Week 2: Theories & Models of Learning & Instruction

Epistemology and Learning Theories

Epistemology, the study of what and how we come to know, has been challenging researchers over the years to develop instructional theories to help learners acquire knowledge. Epistemology is a philosophy which focuses on the mind and how it functions in knowledge acquisition. Instructional theories direct their attention on a learner’s behavior to build knowledge from external conditioning (the learning process). Both epistemology and instructional theories compliment each other during the learning process. The instructional theories use scientific research to develop instructional methods to process how the learning is going to occur. 

There are many different learning theories that have evolved to assist the instructional designer in developing instruction for learners. Models of learning are the processes of learning theories (the methods) in which the learner is actively or passively doing something. Instructional methods have progressed from learner observations to more cognitive processes allowing the learner to be responsible for constructing knowledge. This student-centered model of learning is focused on creating real-world problem solving opportunities. Research has shown problem-based instruction creates a deeper understanding of knowledge through authentic and relevant activities. In the end, the goal of learning theories and epistemology is to develop instruction that will contribute to learning.

Epistemic Stances:  Positivist, Relativist, and Contextualist

Epistemic stances are the cognitive processes of knowledge consisting of positivist, relativist, and contextualist. Each of these three epistemic stance contradict the others. The positivist believes knowledge is an observable fact without any question. Whereas, the relativist does not believe in absolute knowledge and things may change between individuals or observations. Finally, the contextualist sees knowledge as understanding the subject and being able to solve problems.

My primary epistemic stance is that of a contextualist. I firmly believe in building knowledge from actively completing a task. Throughout my life I have learned best when I have been able to be “hands-on” with learning a new skill or task. I learn best by actively constructing the knowledge or solving a  problem. It is quite fitting for me to be a contextualist and also teach technology courses. Constructivism and problem solving learning styles have been the focus of my classrooms. The learning is student-centered because the students “learn by doing” with authentic real-world projects. The students are building/creating web sites, animations, and video productions. Students collaborate and work in groups to complete different tasks related to their website or video production. I have been the “guide on the side” for my students as my focus is to facilitate the classroom. This can be difficult at times when students need to trouble shoot and solve problems they encounter. Students simply want you to tell/show them what is “broke” and they can move forward.

Identifying an instance when my epistemic stance conflicted with that of an instructor is difficult.
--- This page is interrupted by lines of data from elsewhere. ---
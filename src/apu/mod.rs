mod dmc;
mod noise;
mod pulse;
mod triangle;

use dmc::DmcChannel;
use noise::NoiseChannel;
use pulse::PulseChannel;
use triangle::TriangleChannel;

pub(crate) const LENGTH_TABLE: [u8; 32] = [
    10, 254, 20, 2, 40, 4, 80, 6, 160, 8, 60, 10, 14, 12, 26, 14, 12, 16, 24, 18, 48, 20, 96, 22,
    192, 24, 72, 26, 16, 28, 32, 30,
];

#[derive(Default, Clone, Copy)]
struct FrameEvent {
    quarter: bool,
    half: bool,
}

#[derive(Clone, Copy)]
struct FrameStep {
    cycle: u32,
    quarter: bool,
    half: bool,
    irq: bool,
}

const FOUR_STEP_SEQUENCE: [FrameStep; 4] = [
    FrameStep { cycle: 3728, quarter: true, half: false, irq: false },
    FrameStep { cycle: 7456, quarter: true, half: true, irq: false },
    FrameStep { cycle: 11185, quarter: true, half: false, irq: false },
    FrameStep { cycle: 14914, quarter: true, half: true, irq: true },
];

const FIVE_STEP_SEQUENCE: [FrameStep; 4] = [
    FrameStep { cycle: 3728, quarter: true, half: false, irq: false },
    FrameStep { cycle: 7456, quarter: true, half: true, irq: false },
    FrameStep { cycle: 11185, quarter: true, half: false, irq: false },
    FrameStep { cycle: 18640, quarter: true, half: true, irq: false },
];

/// Divides the CPU clock into the quarter- and half-frame pulses that
/// drive envelopes, sweeps and length counters.
struct FrameCounter {
    five_step: bool,
    cycle: u32,
    irq_inhibit: bool,
    irq_flag: bool,
}

impl FrameCounter {
    fn new() -> Self {
        FrameCounter {
            five_step: false,
            cycle: 0,
            irq_inhibit: false,
            irq_flag: false,
        }
    }

    fn clock(&mut self) -> FrameEvent {
        self.cycle += 1;
        let mut event = FrameEvent::default();

        let sequence = if self.five_step {
            &FIVE_STEP_SEQUENCE
        } else {
            &FOUR_STEP_SEQUENCE
        };

        for step in sequence {
            if self.cycle == step.cycle {
                event.quarter |= step.quarter;
                event.half |= step.half;
                if step.irq && !self.irq_inhibit {
                    self.irq_flag = true;
                }
            }
        }

        // The sequence restarts at its terminal step.
        if self.cycle >= sequence[sequence.len() - 1].cycle {
            self.cycle = 0;
        }

        event
    }

    /// $4017 write; a 5-step select clocks everything immediately.
    fn set_control(&mut self, five_step: bool, irq_inhibit: bool) -> FrameEvent {
        self.five_step = five_step;
        self.irq_inhibit = irq_inhibit;
        self.irq_flag = false;
        self.cycle = 0;

        FrameEvent {
            quarter: five_step,
            half: five_step,
        }
    }
}

/// The 2A03 audio unit: two pulses, triangle, noise and DMC under a
/// frame sequencer, mixed non-linearly on demand.
pub struct Apu {
    pulse1: PulseChannel,
    pulse2: PulseChannel,
    triangle: TriangleChannel,
    noise: NoiseChannel,
    dmc: DmcChannel,
    frame_counter: FrameCounter,
    cycle_parity: bool,
}

impl Apu {
    pub fn new() -> Self {
        Apu {
            pulse1: PulseChannel::new(1),
            pulse2: PulseChannel::new(0),
            triangle: TriangleChannel::new(),
            noise: NoiseChannel::new(),
            dmc: DmcChannel::new(),
            frame_counter: FrameCounter::new(),
            cycle_parity: false,
        }
    }

    pub fn reset(&mut self) {
        *self = Apu::new();
    }

    /// Advance one CPU cycle. Returns the address of a DMC sample byte
    /// the bus should read and hand back via [`Apu::provide_dmc_sample`].
    pub fn tick(&mut self) -> Option<u16> {
        let dmc_fetch = self.dmc.clock_timer();

        // Pulse timers run at half the CPU rate.
        if self.cycle_parity {
            self.pulse1.clock_timer();
            self.pulse2.clock_timer();
        }
        self.cycle_parity = !self.cycle_parity;

        self.triangle.clock_timer();
        self.noise.clock_timer();

        let event = self.frame_counter.clock();
        if event.quarter {
            self.clock_quarter_frame();
        }
        if event.half {
            self.clock_half_frame();
        }

        dmc_fetch
    }

    pub fn provide_dmc_sample(&mut self, value: u8) {
        self.dmc.provide_sample(value);
    }

    pub fn write_register(&mut self, addr: u16, value: u8) {
        match addr {
            0x4000..=0x4003 => self.pulse1.write_register((addr - 0x4000) as usize, value),
            0x4004..=0x4007 => self.pulse2.write_register((addr - 0x4004) as usize, value),
            0x4008..=0x400B => self.triangle.write_register((addr - 0x4008) as usize, value),
            0x400C..=0x400F => self.noise.write_register((addr - 0x400C) as usize, value),
            0x4010..=0x4013 => self.dmc.write_register((addr - 0x4010) as usize, value),
            0x4015 => self.write_status(value),
            0x4017 => self.write_frame_counter(value),
            _ => {}
        }
    }

    pub fn read_status(&mut self) -> u8 {
        let mut status = 0u8;
        if self.pulse1.active() {
            status |= 0x01;
        }
        if self.pulse2.active() {
            status |= 0x02;
        }
        if self.triangle.active() {
            status |= 0x04;
        }
        if self.noise.active() {
            status |= 0x08;
        }
        if self.dmc.active() {
            status |= 0x10;
        }
        if self.frame_counter.irq_flag {
            status |= 0x40;
            self.frame_counter.irq_flag = false;
        }
        if self.dmc.irq_flag() {
            status |= 0x80;
        }
        status
    }

    fn write_status(&mut self, value: u8) {
        self.pulse1.set_enabled(value & 0x01 != 0);
        self.pulse2.set_enabled(value & 0x02 != 0);
        self.triangle.set_enabled(value & 0x04 != 0);
        self.noise.set_enabled(value & 0x08 != 0);
        self.dmc.set_enabled(value & 0x10 != 0);

        if value & 0x10 == 0 {
            self.dmc.clear_irq();
        }
    }

    fn write_frame_counter(&mut self, value: u8) {
        let event = self
            .frame_counter
            .set_control(value & 0x80 != 0, value & 0x40 != 0);
        if event.quarter {
            self.clock_quarter_frame();
        }
        if event.half {
            self.clock_half_frame();
        }
    }

    fn clock_quarter_frame(&mut self) {
        self.pulse1.clock_quarter_frame();
        self.pulse2.clock_quarter_frame();
        self.triangle.clock_quarter_frame();
        self.noise.clock_quarter_frame();
    }

    fn clock_half_frame(&mut self) {
        self.pulse1.clock_half_frame();
        self.pulse2.clock_half_frame();
        self.triangle.clock_half_frame();
        self.noise.clock_half_frame();
    }

    /// Instantaneous non-linear mix of all five channels, roughly 0..1.
    /// Host-side filtering happens downstream.
    pub fn sample(&self) -> f32 {
        let pulse_sum = (self.pulse1.output() + self.pulse2.output()) as f32;
        let pulse_out = if pulse_sum == 0.0 {
            0.0
        } else {
            95.52 / (8128.0 / pulse_sum + 100.0)
        };

        let tnd_sum = (3 * self.triangle.output() as u16
            + 2 * self.noise.output() as u16
            + self.dmc.output() as u16) as f32;
        let tnd_out = if tnd_sum == 0.0 {
            0.0
        } else {
            163.67 / (24329.0 / tnd_sum + 100.0)
        };

        pulse_out + tnd_out
    }
}

impl Default for Apu {
    fn default() -> Self {
        Apu::new()
    }
}
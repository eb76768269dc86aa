pub mod axrom;
pub mod camerica;
pub mod cnrom;
pub mod color_dreams;
pub mod gxrom;
pub mod mmc1;
pub mod mmc2;
pub mod mmc3;
pub mod mmc4;
pub mod namco108;
pub mod nrom;
pub mod uxrom;

use crate::cart::Mirroring;

use axrom::AxromMapper;
use camerica::CamericaMapper;
use cnrom::CnromMapper;
use color_dreams::ColorDreamsMapper;
use gxrom::GxromMapper;
use mmc1::Mmc1Mapper;
use mmc2::Mmc2Mapper;
use mmc3::Mmc3Mapper;
use mmc4::Mmc4Mapper;
use namco108::Namco108Mapper;
use nrom::NromMapper;
use uxrom::UxromMapper;

/// Bank-switching policy for one cartridge board.
///
/// The cartridge owns the PRG and CHR buffers and hands them in on each
/// access; the mapper holds only its banking registers. A `None` / `false`
/// return means the address is not the cartridge's business and the bus
/// (or PPU) applies its default behavior.
pub trait Mapper {
    fn cpu_read(&self, addr: u16, prg_rom: &[u8]) -> Option<u8>;

    fn cpu_write(&mut self, addr: u16, data: u8) -> bool;

    /// Takes `&mut self` because some boards (MMC2/MMC4) switch banks as
    /// a side effect of pattern-table reads.
    fn ppu_read(&mut self, addr: u16, chr: &[u8]) -> Option<u8>;

    fn ppu_write(&mut self, addr: u16, data: u8, chr: &mut [u8]) -> bool;

    fn reset(&mut self);

    /// Mapper-controlled mirroring; `None` defers to the header wiring.
    fn mirroring(&self) -> Option<Mirroring> {
        None
    }

    fn irq_state(&self) -> bool {
        false
    }

    fn irq_clear(&mut self) {}

    /// Called once per rendered scanline while rendering is enabled.
    fn scanline(&mut self) {}

    fn prg_ram(&self) -> Option<&[u8]> {
        None
    }

    fn prg_ram_mut(&mut self) -> Option<&mut [u8]> {
        None
    }
}

/// Build the mapper for an iNES mapper id. Unknown ids fall back to
/// NROM so a misdetected ROM still boots instead of failing the load.
pub fn create(mapper_id: u16, prg_banks: usize, chr_banks: usize) -> Box<dyn Mapper> {
    match mapper_id {
        0 => Box::new(NromMapper::new(prg_banks, chr_banks)),
        1 => Box::new(Mmc1Mapper::new(prg_banks, chr_banks)),
        2 => Box::new(UxromMapper::new(prg_banks)),
        3 => Box::new(CnromMapper::new(prg_banks, chr_banks)),
        4 => Box::new(Mmc3Mapper::new(prg_banks, chr_banks)),
        7 => Box::new(AxromMapper::new(prg_banks)),
        9 => Box::new(Mmc2Mapper::new(prg_banks)),
        10 => Box::new(Mmc4Mapper::new(prg_banks)),
        11 => Box::new(ColorDreamsMapper::new(prg_banks, chr_banks)),
        66 => Box::new(GxromMapper::new(prg_banks, chr_banks)),
        71 => Box::new(CamericaMapper::new(prg_banks)),
        206 => Box::new(Namco108Mapper::new(prg_banks, chr_banks)),
        _ => {
            log::warn!("unsupported mapper {mapper_id}, falling back to NROM");
            Box::new(NromMapper::new(prg_banks, chr_banks))
        }
    }
}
My high school biology teacher had a positivist view of the world. Everything had a purpose and reason for its existence. Myself and a few classmates had some questions about his view of Darwinism and evolution. We would try to have a conversation with our instructor and it would always end with him referencing the textbook or encyclopedia as the absolute truth to dispel our questions or skepticism. Our conflict was completely over the differences in our epistemic stance. That instructor forced me to have an open mind when discussing differences with others and to never be so confrontational or stubborn with my students. I’ve learned as an educator to be flexible with my philosophies and to keep my opinions out of the classroom.
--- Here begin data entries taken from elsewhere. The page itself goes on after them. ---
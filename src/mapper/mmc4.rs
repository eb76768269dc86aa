use crate::cart::Mirroring;
use crate::mapper::Mapper;

/// Mapper 10 (MMC4): the same $FD/$FE CHR latch scheme as MMC2 but with
/// a 16 KiB switchable PRG bank and the last 16 KiB fixed.
pub struct Mmc4Mapper {
    prg_banks: usize,
    prg_bank: u8,
    chr_bank_0_fd: u8,
    chr_bank_0_fe: u8,
    chr_bank_1_fd: u8,
    chr_bank_1_fe: u8,
    latch_0: u8,
    latch_1: u8,
    mirroring: Mirroring,
}

impl Mmc4Mapper {
    pub fn new(prg_banks: usize) -> Self {
        Mmc4Mapper {
            prg_banks,
            prg_bank: 0,
            chr_bank_0_fd: 0,
            chr_bank_0_fe: 0,
            chr_bank_1_fd: 0,
            chr_bank_1_fe: 0,
            latch_0: 0xFE,
            latch_1: 0xFE,
            mirroring: Mirroring::Vertical,
        }
    }
}

impl Mapper for Mmc4Mapper {
    fn cpu_read(&self, addr: u16, prg_rom: &[u8]) -> Option<u8> {
        match addr {
            0x8000..=0xBFFF => {
                let mapped = self.prg_bank as usize * 0x4000 + (addr & 0x3FFF) as usize;
                prg_rom.get(mapped).copied()
            }
            0xC000..=0xFFFF => {
                let mapped =
                    self.prg_banks.saturating_sub(1) * 0x4000 + (addr & 0x3FFF) as usize;
                prg_rom.get(mapped).copied()
            }
            _ => None,
        }
    }

    fn cpu_write(&mut self, addr: u16, data: u8) -> bool {
        match addr {
            0xA000..=0xAFFF => {
                self.prg_bank = data & 0x0F;
                true
            }
            0xB000..=0xBFFF => {
                self.chr_bank_0_fd = data & 0x1F;
                true
            }
            0xC000..=0xCFFF => {
                self.chr_bank_0_fe = data & 0x1F;
                true
            }
            0xD000..=0xDFFF => {
                self.chr_bank_1_fd = data & 0x1F;
                true
            }
            0xE000..=0xEFFF => {
                self.chr_bank_1_fe = data & 0x1F;
                true
            }
            0xF000..=0xFFFF => {
                self.mirroring = if data & 0x01 != 0 {
                    Mirroring::Horizontal
                } else {
                    Mirroring::Vertical
                };
                true
            }
            _ => false,
        }
    }

    fn ppu_read(&mut self, addr: u16, chr: &[u8]) -> Option<u8> {
        match addr {
            0x0000..=0x0FFF => {
                if addr == 0x0FD8 {
                    self.latch_0 = 0xFD;
                } else if addr == 0x0FE8 {
                    self.latch_0 = 0xFE;
                }
                let bank = if self.latch_0 == 0xFD {
                    self.chr_bank_0_fd
                } else {
                    self.chr_bank_0_fe
                };
                chr.get(bank as usize * 0x1000 + (addr & 0x0FFF) as usize).copied()
            }
            0x1000..=0x1FFF => {
                if (0x1FD8..=0x1FDF).contains(&addr) {
                    self.latch_1 = 0xFD;
                } else if (0x1FE8..=0x1FEF).contains(&addr) {
                    self.latch_1 = 0xFE;
                }
                let bank = if self.latch_1 == 0xFD {
                    self.chr_bank_1_fd
                } else {
                    self.chr_bank_1_fe
                };
                chr.get(bank as usize * 0x1000 + (addr & 0x0FFF) as usize).copied()
            }
            _ => None,
        }
    }

    fn ppu_write(&mut self, _addr: u16, _data: u8, _chr: &mut [u8]) -> bool {
        false
    }

    fn reset(&mut self) {
        self.prg_bank = 0;
        self.chr_bank_0_fd = 0;
        self.chr_bank_0_fe = 0;
        self.chr_bank_1_fd = 0;
        self.chr_bank_1_fe = 0;
        self.latch_0 = 0xFE;
        self.latch_1 = 0xFE;
        self.mirroring = Mirroring::Vertical;
    }

    fn mirroring(&self) -> Option<Mirroring> {
        Some(self.mirroring)
    }
}

#[cfg(test)]
mod test {
    use super::*;

    #[test]
    fn high_half_latch_uses_address_ranges() {
        let mut mapper = Mmc4Mapper::new(8);
        let mut chr = vec![0; 4 * 0x1000];
        chr[2 * 0x1000 + 0x200] = 0xFD;
        chr[3 * 0x1000 + 0x200] = 0xFE;
        mapper.cpu_write(0xD000, 2);
        mapper.cpu_write(0xE000, 3);

        assert_eq!(mapper.ppu_read(0x1200, &chr), Some(0xFE));
        mapper.ppu_read(0x1FDC, &chr);
        assert_eq!(mapper.ppu_read(0x1200, &chr), Some(0xFD));
        mapper.ppu_read(0x1FEC, &chr);
        assert_eq!(mapper.ppu_read(0x1200, &chr), Some(0xFE));
    }

    #[test]
    fn prg_last_bank_fixed() {
        let mut mapper = Mmc4Mapper::new(8);
        let mut prg = vec![0; 8 * 0x4000];
        prg[2 * 0x4000] = 0x22;
        prg[7 * 0x4000] = 0x77;
        mapper.cpu_write(0xA000, 2);
        assert_eq!(mapper.cpu_read(0x8000, &prg), Some(0x22));
        assert_eq!(mapper.cpu_read(0xC000, &prg), Some(0x77));
    }
}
Epistemic Stances Related to Problem-Solving

The behaviorist approach to problem-solving is based primarily on observable events. Environmental antecedents would be signals from the environment or case confirming the necessary behavior occurred. Empirical data from the case would be signals the required steps are being followed before and after any observed behavior. The desired behaviors would be objectives to complete during the problem-solving. The instruction or learning is not student-centered as the teacher is attempting to evoke the required behavior. The environment drives the knowledge for the learner to internalize and transform into knowledge. Evaluation is immediate for the learner as the problem-solving progresses. If the desired behavior has not changed then the teacher can address the evaluation objectives in the instruction. The teacher is directing the learning and the students in the end are problem-solving after receiving small “chunks” of instruction. The goal for immediate feedback is to help motivate students answer correctly and proceed onto the next behavior to solve the problem.
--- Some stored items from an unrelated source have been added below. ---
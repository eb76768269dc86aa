use crate::bus::Bus;
use crate::cart::{Cartridge, RomError};
use crate::cpu::Cpu;

/// The whole console. This is the surface a frontend drives: load a
/// ROM, push controller state in, pull frames and audio samples out.
pub struct Nes {
    pub cpu: Cpu,
    pub bus: Bus,
}

impl Nes {
    pub fn new() -> Self {
        Nes {
            cpu: Cpu::new(),
            bus: Bus::new(),
        }
    }

    /// Parse an iNES / NES 2.0 image, install it and reset the machine.
    pub fn load_rom(&mut self, bytes: &[u8]) -> Result<(), RomError> {
        let cart = Cartridge::new(bytes)?;
        self.bus.insert_cartridge(cart);
        self.reset();
        Ok(())
    }

    pub fn reset(&mut self) {
        self.bus.reset();
        self.cpu.reset(&mut self.bus);
    }

    /// One system (PPU) clock. Returns true when the tick finished a
    /// frame.
    pub fn clock(&mut self) -> bool {
        self.bus.tick(&mut self.cpu);
        self.bus.ppu.take_frame_ready()
    }

    /// Run until the PPU reports a completed frame.
    pub fn step_frame(&mut self) {
        while !self.clock() {}
    }

    /// 256x240 packed RGB, row-major from the top left.
    pub fn framebuffer(&self) -> &[u8] {
        self.bus.ppu.framebuffer()
    }

    /// Instantaneous APU mix.
    pub fn sample(&self) -> f32 {
        self.bus.apu.sample()
    }

    /// `state` packs the buttons A, B, Select, Start, Up, Down, Left,
    /// Right into bits 7..0.
    pub fn set_controller(&mut self, index: usize, state: u8) {
        self.bus.set_controller_state(index, state);
    }
}

impl Default for Nes {
    fn default() -> Self {
        Nes::new()
    }
}
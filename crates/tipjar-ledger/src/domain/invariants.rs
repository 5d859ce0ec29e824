//! # Ledger Invariants
//!
//! The validation pipeline and the pure consistency checks behind the
//! ledger's guarantees. Everything here is side-effect free: callers run
//! these over snapshots and commit only afterwards.

use crate::domain::entities::CategoryStats;
use crate::domain::errors::TipJarError;
use crate::domain::value_objects::{Address, Category, TipId, MAX_MESSAGE_BYTES};

/// Validates a send-tip request against the current minimum.
///
/// Checks run in fixed order and the first failure wins; the order is
/// part of the caller contract because it decides which code a
/// multiply-invalid request reports:
///
/// 1. amount at or above the minimum
/// 2. sender and recipient differ
/// 3. message non-empty, ASCII, within capacity
/// 4. category label in the fixed set
///
/// A request violating both the amount floor and the self-tip rule
/// therefore reports the amount error. Returns the parsed category on
/// success so the commit path never re-parses.
pub fn validate_tip(
    sender: Address,
    recipient: Address,
    message: &str,
    amount: u128,
    category_label: &str,
    min_tip: u128,
) -> Result<Category, TipJarError> {
    if amount < min_tip {
        return Err(TipJarError::InsufficientAmount { amount, min_tip });
    }
    if sender == recipient {
        return Err(TipJarError::SelfTip { account: sender });
    }
    if message.is_empty() {
        return Err(TipJarError::EmptyMessage);
    }
    if !message.is_ascii() {
        return Err(TipJarError::MessageNotAscii);
    }
    if message.len() > MAX_MESSAGE_BYTES {
        return Err(TipJarError::MessageTooLong {
            length: message.len(),
            max: MAX_MESSAGE_BYTES,
        });
    }
    Category::parse(category_label).ok_or_else(|| TipJarError::InvalidCategory {
        label: category_label.to_string(),
    })
}

/// Aggregate consistency: a stats cell equals the exact sum and count of
/// the amounts folded into it, and an absent cell means no tips at all.
#[must_use]
pub fn check_stats_consistency(stats: Option<&CategoryStats>, amounts: &[u128]) -> bool {
    match stats {
        None => amounts.is_empty(),
        Some(s) => {
            let sum = amounts
                .iter()
                .try_fold(0u128, |acc, amount| acc.checked_add(*amount));
            s.tip_count as usize == amounts.len() && sum == Some(s.total_amount)
        }
    }
}

/// History identity: ids handed out in order are dense and zero-based.
#[must_use]
pub fn check_id_sequence(ids: &[TipId]) -> bool {
    ids.iter()
        .enumerate()
        .all(|(position, id)| *id == position as TipId)
}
Constructivist’s quickly point the differences between a behaviorist approach and that of a constructivist approach to problem-solving. The constructivist learner is the focus of the instruction and knowledge is directed from within the student out to the environment. The objectives are to extract higher order thinking and reasoning skills for learners to formulate their own learning. The constructivist case while problem-solving will be an authentic representation of complex learning environments. Learners will check for their own understanding and organize the environment to facilitate the process to construct their own knowledge. Collaboration among groups will offer learners opportunities to work in a team environment similar to real world collaborations. The students leads themselves through the instructional strategies monitoring their own progress and learning. In the end, the students are acquiring relevance to job performance through active engagement with the outside world.

The motivation for students to learn does not correlate the same for the behavioralist and constructivist approach. The behavioralist approach may cause students to be less motivated due constant formative feedback. Boredom may creep into these students as they progress through the small “chunks” of learning. The constructivist approach reinforces intrinsic factors to motivation as students are directing their own learning and knowledge. The motivation for constructivists will be enhanced with real-world learning they will be experiencing and pride they are in control of their goals and future.